» WORK REQUIRED
Going through the data below, copy out each line where the word "cost" shows up.

» DATASET EXTRACT
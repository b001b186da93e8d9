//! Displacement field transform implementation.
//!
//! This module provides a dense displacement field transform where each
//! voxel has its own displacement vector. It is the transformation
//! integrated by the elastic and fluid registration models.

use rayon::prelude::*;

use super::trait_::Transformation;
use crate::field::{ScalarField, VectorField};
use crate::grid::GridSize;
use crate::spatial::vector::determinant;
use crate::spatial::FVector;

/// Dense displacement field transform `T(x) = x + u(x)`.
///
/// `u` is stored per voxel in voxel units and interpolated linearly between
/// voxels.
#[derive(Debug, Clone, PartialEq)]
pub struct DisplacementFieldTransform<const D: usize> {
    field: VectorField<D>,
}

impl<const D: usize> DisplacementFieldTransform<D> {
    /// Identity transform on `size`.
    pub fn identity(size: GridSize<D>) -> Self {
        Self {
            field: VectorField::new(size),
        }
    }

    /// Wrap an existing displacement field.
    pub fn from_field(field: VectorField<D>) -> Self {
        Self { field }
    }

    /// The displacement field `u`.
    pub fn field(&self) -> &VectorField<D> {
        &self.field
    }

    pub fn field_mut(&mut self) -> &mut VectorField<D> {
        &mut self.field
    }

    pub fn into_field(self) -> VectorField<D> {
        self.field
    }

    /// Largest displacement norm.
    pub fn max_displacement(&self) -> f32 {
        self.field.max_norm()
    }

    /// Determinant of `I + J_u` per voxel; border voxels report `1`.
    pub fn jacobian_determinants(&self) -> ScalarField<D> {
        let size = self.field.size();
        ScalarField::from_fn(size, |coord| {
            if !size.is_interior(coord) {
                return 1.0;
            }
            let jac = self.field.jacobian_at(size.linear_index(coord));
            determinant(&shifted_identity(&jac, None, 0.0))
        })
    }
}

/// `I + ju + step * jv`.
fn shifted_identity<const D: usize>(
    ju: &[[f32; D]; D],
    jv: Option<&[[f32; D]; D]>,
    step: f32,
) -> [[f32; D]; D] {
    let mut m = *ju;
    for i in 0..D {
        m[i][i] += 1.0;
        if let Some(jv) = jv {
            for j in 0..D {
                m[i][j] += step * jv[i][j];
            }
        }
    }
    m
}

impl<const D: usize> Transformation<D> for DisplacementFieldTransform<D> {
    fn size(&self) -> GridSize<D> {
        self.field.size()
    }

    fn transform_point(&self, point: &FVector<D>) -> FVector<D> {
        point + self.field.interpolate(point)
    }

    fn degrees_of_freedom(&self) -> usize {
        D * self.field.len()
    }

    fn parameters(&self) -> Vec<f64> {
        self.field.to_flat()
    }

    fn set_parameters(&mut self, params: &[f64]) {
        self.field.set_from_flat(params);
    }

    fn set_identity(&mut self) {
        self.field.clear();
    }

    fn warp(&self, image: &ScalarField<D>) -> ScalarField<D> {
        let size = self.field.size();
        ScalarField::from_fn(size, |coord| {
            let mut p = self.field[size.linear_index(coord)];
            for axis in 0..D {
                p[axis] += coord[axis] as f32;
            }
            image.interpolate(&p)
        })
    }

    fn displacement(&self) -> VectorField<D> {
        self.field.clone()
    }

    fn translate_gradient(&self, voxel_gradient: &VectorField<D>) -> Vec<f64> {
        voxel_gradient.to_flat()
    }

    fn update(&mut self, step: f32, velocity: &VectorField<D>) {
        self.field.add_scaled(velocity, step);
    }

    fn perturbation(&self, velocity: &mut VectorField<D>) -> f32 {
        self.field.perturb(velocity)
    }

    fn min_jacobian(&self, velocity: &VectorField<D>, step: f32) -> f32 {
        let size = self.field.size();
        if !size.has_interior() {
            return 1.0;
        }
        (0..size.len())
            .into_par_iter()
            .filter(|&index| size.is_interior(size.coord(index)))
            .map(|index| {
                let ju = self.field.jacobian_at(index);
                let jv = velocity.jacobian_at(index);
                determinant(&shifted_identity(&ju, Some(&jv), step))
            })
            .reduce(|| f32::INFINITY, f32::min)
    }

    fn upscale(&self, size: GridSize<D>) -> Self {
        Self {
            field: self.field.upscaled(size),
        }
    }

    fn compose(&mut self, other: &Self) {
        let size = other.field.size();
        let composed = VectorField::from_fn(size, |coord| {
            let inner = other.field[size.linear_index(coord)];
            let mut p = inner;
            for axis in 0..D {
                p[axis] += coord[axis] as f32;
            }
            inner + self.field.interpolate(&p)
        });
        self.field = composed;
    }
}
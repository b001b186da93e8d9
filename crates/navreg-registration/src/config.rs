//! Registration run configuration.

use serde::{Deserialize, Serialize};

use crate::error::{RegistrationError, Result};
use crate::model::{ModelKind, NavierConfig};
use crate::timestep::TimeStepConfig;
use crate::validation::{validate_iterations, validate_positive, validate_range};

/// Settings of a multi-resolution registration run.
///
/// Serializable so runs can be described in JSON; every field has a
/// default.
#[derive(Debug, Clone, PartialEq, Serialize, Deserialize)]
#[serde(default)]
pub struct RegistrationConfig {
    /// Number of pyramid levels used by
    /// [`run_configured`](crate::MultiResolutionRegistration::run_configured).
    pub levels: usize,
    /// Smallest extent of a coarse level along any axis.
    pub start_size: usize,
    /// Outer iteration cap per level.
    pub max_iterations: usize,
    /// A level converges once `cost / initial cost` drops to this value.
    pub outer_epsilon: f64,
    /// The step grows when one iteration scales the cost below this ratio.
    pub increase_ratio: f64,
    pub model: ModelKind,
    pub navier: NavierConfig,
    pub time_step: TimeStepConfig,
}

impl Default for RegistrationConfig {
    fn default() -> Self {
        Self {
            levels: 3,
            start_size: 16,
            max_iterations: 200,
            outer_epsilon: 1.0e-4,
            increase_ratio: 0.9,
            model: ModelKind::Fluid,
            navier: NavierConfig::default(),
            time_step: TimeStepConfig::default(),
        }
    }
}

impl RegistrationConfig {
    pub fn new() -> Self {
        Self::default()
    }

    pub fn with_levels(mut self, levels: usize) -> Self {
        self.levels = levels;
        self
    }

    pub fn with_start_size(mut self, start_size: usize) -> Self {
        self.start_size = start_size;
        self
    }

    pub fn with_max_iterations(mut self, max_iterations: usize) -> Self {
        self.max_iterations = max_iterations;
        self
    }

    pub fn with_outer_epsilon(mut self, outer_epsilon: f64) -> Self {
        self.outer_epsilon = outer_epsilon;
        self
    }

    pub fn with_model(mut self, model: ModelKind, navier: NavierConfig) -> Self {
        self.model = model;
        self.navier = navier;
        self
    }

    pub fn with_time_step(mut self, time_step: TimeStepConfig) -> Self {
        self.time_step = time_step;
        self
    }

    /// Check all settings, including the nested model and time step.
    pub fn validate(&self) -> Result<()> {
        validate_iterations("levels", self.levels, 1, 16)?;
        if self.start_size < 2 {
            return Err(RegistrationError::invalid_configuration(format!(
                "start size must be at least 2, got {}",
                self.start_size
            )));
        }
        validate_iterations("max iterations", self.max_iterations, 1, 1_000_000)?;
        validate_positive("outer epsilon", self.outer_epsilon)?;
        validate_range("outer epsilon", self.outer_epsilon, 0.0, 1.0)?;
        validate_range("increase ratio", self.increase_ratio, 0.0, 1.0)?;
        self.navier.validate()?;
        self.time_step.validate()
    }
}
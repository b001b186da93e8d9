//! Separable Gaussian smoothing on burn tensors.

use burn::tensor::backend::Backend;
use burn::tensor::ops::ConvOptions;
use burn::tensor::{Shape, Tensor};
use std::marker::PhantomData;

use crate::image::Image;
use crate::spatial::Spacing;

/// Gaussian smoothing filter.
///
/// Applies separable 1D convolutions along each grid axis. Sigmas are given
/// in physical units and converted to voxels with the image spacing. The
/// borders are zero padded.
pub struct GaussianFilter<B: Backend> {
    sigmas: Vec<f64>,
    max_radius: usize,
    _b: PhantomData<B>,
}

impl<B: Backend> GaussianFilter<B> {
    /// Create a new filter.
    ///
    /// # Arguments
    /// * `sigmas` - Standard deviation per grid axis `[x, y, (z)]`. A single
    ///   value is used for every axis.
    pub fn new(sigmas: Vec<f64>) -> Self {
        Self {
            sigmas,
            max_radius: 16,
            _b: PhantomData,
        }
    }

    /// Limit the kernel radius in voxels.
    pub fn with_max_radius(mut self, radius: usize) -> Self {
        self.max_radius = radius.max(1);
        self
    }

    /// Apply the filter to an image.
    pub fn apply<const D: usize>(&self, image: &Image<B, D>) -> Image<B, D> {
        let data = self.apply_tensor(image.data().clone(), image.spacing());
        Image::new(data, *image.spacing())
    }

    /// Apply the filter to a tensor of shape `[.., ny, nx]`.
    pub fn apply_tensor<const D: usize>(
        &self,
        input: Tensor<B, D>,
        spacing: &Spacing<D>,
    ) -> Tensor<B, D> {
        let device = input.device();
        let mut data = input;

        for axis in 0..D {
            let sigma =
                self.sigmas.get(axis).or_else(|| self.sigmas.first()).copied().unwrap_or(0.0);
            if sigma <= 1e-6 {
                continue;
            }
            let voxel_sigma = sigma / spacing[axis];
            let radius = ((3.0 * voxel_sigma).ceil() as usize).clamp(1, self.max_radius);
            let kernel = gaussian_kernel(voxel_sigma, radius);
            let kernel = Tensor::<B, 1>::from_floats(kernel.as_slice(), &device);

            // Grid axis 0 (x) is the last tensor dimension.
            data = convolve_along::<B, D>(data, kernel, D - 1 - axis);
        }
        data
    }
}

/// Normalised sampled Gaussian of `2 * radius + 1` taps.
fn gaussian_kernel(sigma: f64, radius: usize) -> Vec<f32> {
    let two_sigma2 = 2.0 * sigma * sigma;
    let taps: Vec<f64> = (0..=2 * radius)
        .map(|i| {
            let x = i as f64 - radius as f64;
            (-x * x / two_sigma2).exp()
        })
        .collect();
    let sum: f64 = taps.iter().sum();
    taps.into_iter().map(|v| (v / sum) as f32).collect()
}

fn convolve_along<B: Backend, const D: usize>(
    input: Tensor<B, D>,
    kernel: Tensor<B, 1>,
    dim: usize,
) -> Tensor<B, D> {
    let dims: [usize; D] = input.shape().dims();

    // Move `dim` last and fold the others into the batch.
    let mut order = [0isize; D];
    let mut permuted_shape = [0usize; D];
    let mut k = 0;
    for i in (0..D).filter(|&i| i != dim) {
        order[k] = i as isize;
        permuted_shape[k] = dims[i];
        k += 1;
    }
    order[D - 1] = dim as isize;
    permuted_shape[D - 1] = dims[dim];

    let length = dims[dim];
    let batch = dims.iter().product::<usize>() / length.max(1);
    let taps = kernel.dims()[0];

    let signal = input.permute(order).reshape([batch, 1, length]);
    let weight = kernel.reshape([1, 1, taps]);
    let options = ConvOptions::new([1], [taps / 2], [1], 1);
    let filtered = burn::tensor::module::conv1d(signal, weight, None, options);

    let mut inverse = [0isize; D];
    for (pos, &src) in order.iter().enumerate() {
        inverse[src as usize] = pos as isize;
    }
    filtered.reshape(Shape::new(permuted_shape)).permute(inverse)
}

» COMPLETED EXERCISE
    /// A level converges once `cost / initial cost` drops to this value.
    /// The step grows when one iteration scales the cost below this ratio.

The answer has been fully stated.